## TASK ITEM
Filter the entries beneath this task, copying only the lines that hold the word "AppConfig".

## DATA EXTRACT
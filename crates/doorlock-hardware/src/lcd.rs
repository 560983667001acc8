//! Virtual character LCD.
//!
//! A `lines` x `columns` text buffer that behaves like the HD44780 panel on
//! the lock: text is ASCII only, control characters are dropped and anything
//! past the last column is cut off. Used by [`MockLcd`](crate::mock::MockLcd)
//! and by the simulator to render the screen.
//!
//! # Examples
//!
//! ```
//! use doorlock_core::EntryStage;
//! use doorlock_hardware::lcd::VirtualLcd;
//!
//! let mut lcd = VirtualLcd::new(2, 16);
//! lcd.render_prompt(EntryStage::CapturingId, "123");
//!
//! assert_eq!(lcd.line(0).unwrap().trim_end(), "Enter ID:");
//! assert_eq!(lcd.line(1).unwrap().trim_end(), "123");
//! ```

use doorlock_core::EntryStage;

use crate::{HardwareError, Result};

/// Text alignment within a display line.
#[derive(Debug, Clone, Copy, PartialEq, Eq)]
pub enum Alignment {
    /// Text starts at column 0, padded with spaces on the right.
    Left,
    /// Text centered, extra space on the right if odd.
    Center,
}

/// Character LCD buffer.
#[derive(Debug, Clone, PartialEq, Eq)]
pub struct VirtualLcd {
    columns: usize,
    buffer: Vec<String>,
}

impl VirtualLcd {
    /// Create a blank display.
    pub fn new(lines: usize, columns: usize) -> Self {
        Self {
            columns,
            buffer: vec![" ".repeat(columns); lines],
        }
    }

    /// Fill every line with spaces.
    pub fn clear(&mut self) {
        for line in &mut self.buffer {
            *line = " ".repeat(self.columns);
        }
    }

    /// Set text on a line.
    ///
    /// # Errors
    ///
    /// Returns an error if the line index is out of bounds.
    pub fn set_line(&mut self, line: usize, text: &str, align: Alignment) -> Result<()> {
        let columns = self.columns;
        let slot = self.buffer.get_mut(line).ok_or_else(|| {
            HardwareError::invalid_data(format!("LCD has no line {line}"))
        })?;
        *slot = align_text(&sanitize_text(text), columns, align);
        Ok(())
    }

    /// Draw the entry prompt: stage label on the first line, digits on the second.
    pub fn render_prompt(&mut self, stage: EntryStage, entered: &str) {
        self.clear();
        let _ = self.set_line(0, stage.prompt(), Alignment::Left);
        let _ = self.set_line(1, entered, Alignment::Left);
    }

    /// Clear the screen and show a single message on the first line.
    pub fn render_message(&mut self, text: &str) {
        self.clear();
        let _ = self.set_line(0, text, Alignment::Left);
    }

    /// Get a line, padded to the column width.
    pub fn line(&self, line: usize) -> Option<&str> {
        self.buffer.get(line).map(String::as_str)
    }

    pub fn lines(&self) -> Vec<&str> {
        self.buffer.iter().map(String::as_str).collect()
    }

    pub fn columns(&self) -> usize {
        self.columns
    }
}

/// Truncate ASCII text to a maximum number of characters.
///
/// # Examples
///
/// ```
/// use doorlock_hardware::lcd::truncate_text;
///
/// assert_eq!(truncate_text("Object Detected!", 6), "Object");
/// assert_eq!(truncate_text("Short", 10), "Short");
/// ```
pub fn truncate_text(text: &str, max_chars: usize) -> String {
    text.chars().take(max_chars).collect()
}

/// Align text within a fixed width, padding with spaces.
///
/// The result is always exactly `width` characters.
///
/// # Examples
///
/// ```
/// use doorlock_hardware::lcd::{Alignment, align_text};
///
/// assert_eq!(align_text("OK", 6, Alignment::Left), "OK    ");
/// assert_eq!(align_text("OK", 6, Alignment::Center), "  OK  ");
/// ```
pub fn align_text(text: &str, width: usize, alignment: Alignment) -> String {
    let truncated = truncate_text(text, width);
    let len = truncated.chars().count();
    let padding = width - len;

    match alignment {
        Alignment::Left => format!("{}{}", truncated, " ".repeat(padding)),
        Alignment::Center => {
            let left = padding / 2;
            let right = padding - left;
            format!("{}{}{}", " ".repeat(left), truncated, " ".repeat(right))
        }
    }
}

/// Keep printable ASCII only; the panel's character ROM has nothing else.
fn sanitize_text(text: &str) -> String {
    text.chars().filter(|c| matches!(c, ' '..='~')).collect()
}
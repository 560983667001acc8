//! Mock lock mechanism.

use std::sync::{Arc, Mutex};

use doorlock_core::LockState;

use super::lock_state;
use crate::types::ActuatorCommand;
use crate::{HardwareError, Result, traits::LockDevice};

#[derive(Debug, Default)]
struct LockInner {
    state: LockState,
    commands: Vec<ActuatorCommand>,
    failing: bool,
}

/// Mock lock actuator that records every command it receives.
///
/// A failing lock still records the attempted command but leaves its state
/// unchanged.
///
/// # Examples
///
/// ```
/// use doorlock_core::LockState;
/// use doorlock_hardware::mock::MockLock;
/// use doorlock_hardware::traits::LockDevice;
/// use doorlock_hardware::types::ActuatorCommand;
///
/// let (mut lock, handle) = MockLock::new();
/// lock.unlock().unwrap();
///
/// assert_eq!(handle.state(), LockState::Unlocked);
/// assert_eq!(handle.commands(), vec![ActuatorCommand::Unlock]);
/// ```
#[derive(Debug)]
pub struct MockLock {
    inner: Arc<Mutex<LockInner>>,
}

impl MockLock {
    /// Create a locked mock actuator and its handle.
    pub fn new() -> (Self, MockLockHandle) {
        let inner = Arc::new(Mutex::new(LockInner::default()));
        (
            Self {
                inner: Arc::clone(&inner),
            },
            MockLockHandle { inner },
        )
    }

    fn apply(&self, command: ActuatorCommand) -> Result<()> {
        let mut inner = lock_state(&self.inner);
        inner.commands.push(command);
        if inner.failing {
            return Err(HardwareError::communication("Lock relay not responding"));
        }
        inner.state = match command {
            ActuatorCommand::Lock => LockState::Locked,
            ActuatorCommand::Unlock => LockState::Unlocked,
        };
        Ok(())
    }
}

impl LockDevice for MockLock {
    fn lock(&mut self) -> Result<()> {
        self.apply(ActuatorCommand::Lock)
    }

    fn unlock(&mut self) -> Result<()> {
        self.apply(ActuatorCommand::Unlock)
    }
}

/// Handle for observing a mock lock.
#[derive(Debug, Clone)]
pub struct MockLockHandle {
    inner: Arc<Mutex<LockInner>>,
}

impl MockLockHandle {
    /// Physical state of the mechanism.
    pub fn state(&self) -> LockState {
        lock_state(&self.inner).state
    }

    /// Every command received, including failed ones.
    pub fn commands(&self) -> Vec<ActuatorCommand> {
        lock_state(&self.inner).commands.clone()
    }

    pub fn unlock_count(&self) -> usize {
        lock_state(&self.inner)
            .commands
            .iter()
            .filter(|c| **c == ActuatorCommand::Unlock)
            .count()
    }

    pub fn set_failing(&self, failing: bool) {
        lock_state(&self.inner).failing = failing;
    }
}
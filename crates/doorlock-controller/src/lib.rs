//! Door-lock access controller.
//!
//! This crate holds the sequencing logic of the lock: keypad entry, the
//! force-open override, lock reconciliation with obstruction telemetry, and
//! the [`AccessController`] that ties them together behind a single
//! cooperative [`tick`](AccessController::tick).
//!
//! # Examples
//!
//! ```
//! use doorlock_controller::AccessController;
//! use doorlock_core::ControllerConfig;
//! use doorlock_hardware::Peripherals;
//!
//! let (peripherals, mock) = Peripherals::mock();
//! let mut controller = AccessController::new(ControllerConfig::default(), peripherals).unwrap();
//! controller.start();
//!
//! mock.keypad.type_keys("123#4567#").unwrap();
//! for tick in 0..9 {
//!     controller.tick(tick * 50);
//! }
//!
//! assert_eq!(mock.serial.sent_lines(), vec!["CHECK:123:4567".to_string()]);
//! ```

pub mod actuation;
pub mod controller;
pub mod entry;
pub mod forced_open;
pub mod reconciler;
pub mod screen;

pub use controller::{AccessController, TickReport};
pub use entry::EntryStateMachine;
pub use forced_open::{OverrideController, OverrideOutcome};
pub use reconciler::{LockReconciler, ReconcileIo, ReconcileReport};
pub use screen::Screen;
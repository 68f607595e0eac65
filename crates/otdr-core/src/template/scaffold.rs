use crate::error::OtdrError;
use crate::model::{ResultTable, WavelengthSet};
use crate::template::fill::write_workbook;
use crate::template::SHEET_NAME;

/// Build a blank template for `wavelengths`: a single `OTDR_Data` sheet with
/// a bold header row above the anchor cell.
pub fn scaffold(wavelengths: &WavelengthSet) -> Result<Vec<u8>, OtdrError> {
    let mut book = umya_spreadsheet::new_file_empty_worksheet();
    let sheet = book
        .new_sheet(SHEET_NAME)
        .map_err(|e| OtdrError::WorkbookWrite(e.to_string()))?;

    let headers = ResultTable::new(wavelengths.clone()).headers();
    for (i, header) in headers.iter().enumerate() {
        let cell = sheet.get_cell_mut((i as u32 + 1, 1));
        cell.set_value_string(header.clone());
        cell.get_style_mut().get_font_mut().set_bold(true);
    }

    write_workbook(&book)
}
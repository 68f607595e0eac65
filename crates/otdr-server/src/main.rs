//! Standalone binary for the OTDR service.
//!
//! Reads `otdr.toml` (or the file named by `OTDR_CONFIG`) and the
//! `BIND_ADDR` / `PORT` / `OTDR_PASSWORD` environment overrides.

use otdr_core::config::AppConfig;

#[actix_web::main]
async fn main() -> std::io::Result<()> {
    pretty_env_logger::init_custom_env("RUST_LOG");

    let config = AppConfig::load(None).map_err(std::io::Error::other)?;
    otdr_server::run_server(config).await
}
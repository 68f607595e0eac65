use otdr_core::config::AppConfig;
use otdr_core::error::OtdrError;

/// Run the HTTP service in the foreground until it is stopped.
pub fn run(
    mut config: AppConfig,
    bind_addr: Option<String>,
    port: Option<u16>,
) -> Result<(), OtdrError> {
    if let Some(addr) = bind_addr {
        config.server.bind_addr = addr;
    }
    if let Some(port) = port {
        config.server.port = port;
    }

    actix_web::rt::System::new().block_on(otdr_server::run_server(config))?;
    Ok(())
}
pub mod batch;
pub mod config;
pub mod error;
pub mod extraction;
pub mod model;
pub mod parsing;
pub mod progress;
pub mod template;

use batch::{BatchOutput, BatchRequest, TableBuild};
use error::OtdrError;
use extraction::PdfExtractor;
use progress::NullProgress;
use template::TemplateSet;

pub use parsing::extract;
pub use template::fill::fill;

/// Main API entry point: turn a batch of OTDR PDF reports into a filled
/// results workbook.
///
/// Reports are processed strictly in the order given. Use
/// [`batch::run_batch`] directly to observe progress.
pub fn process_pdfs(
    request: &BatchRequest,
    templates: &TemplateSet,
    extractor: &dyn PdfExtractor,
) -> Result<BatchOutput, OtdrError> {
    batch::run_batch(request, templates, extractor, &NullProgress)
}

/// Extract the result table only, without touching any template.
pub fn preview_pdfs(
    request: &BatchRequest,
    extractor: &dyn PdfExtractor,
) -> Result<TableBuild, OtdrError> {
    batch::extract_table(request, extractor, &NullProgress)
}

## WRITTEN RESPONSE
use otdr_core::config::AppConfig;
    let config = AppConfig::load(None).map_err(std::io::Error::other)?;
use otdr_core::config::AppConfig;
    mut config: AppConfig,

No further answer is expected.